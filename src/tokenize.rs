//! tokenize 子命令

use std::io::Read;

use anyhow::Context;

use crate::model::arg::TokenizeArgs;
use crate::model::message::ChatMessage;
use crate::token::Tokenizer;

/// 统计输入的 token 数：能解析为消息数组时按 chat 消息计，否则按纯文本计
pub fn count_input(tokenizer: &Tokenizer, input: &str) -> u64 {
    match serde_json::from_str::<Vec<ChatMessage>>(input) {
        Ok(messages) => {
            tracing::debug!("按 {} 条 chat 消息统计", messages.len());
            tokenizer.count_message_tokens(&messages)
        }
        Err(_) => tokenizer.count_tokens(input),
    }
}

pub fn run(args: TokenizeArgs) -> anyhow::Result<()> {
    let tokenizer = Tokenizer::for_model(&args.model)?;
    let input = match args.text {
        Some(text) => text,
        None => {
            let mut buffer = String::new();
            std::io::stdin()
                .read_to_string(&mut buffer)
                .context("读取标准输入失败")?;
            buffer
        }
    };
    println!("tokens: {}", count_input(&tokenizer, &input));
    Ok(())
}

--

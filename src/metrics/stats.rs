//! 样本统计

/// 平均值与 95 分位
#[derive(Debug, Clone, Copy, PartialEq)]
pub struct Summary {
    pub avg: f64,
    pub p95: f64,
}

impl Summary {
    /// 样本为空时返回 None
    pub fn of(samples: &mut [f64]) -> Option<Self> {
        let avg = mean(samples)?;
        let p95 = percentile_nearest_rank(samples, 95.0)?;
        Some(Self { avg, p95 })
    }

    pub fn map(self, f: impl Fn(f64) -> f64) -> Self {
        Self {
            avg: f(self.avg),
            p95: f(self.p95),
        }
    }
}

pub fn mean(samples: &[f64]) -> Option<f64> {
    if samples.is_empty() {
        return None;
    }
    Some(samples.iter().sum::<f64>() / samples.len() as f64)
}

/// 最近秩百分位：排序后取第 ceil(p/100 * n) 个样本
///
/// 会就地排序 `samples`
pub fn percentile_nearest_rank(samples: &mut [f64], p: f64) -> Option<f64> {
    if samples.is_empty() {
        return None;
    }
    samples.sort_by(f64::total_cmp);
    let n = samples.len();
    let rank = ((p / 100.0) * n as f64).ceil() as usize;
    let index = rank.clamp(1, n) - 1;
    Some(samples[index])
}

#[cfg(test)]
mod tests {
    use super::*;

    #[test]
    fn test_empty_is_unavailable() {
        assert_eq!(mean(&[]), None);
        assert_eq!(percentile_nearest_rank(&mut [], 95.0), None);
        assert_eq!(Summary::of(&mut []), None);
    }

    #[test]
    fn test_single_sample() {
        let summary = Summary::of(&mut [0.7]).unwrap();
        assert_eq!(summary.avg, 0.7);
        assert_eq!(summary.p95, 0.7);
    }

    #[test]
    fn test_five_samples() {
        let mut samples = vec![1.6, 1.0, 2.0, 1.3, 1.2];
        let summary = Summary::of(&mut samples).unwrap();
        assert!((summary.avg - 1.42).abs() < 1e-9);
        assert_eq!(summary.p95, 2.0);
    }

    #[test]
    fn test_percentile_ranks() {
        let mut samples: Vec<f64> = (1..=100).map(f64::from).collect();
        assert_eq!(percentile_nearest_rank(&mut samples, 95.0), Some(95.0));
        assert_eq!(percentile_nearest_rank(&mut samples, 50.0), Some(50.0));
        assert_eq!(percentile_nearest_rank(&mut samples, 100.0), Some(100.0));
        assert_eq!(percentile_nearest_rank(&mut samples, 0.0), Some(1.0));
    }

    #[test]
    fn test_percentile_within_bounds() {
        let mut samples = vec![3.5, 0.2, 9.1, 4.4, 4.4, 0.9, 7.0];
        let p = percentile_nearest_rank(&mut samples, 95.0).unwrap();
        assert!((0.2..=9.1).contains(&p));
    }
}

==

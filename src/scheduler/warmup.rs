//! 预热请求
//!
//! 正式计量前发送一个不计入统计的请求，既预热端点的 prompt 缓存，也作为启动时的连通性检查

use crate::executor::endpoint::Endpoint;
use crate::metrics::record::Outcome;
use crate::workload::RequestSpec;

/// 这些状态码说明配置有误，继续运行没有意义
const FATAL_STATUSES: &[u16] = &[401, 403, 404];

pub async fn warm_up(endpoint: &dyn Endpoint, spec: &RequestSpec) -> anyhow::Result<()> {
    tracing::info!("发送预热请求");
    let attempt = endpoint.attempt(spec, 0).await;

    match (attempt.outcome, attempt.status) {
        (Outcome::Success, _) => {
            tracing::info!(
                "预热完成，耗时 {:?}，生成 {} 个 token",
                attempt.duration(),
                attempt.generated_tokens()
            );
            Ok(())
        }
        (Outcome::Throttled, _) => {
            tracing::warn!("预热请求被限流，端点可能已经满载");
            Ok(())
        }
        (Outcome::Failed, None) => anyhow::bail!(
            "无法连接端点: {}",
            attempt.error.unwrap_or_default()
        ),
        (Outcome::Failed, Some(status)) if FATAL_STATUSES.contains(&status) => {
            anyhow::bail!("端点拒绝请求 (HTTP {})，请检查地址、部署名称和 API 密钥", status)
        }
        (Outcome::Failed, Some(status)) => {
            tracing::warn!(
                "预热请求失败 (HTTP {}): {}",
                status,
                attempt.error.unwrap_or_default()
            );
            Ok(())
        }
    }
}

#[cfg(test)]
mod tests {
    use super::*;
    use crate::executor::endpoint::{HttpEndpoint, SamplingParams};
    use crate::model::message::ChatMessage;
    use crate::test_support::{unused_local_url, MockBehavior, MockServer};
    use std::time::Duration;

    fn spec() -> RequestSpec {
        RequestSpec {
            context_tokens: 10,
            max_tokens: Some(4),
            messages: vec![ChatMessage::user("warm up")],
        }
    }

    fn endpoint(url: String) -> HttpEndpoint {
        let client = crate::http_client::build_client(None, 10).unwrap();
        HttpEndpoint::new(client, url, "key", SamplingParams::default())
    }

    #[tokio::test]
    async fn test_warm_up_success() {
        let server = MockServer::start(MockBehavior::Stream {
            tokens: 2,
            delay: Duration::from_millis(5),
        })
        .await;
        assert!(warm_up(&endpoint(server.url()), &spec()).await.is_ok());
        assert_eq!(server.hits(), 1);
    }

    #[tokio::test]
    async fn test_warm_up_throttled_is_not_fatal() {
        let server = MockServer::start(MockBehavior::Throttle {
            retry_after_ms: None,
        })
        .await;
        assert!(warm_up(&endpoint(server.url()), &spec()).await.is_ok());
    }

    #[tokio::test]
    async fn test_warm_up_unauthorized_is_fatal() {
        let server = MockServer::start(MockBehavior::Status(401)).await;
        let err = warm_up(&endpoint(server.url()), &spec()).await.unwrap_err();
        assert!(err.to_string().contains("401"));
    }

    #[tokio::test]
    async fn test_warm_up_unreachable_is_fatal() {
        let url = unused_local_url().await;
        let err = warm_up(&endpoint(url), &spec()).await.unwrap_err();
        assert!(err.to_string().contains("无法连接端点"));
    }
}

Description of the task: Using the material above, transcribe exactly the lines from the line with "filename src/tokenize.rs" to the line with "pub fn count_input(tokenizer: &Tokenizer, input: &str)"; both count, and nothing else goes in.

Solution:
filename src/tokenize.rs
//! tokenize 子命令

use std::io::Read;

use anyhow::Context;

use crate::model::arg::TokenizeArgs;
use crate::model::message::ChatMessage;
use crate::token::Tokenizer;

/// 统计输入的 token 数：能解析为消息数组时按 chat 消息计，否则按纯文本计
pub fn count_input(tokenizer: &Tokenizer, input: &str) -> u64 {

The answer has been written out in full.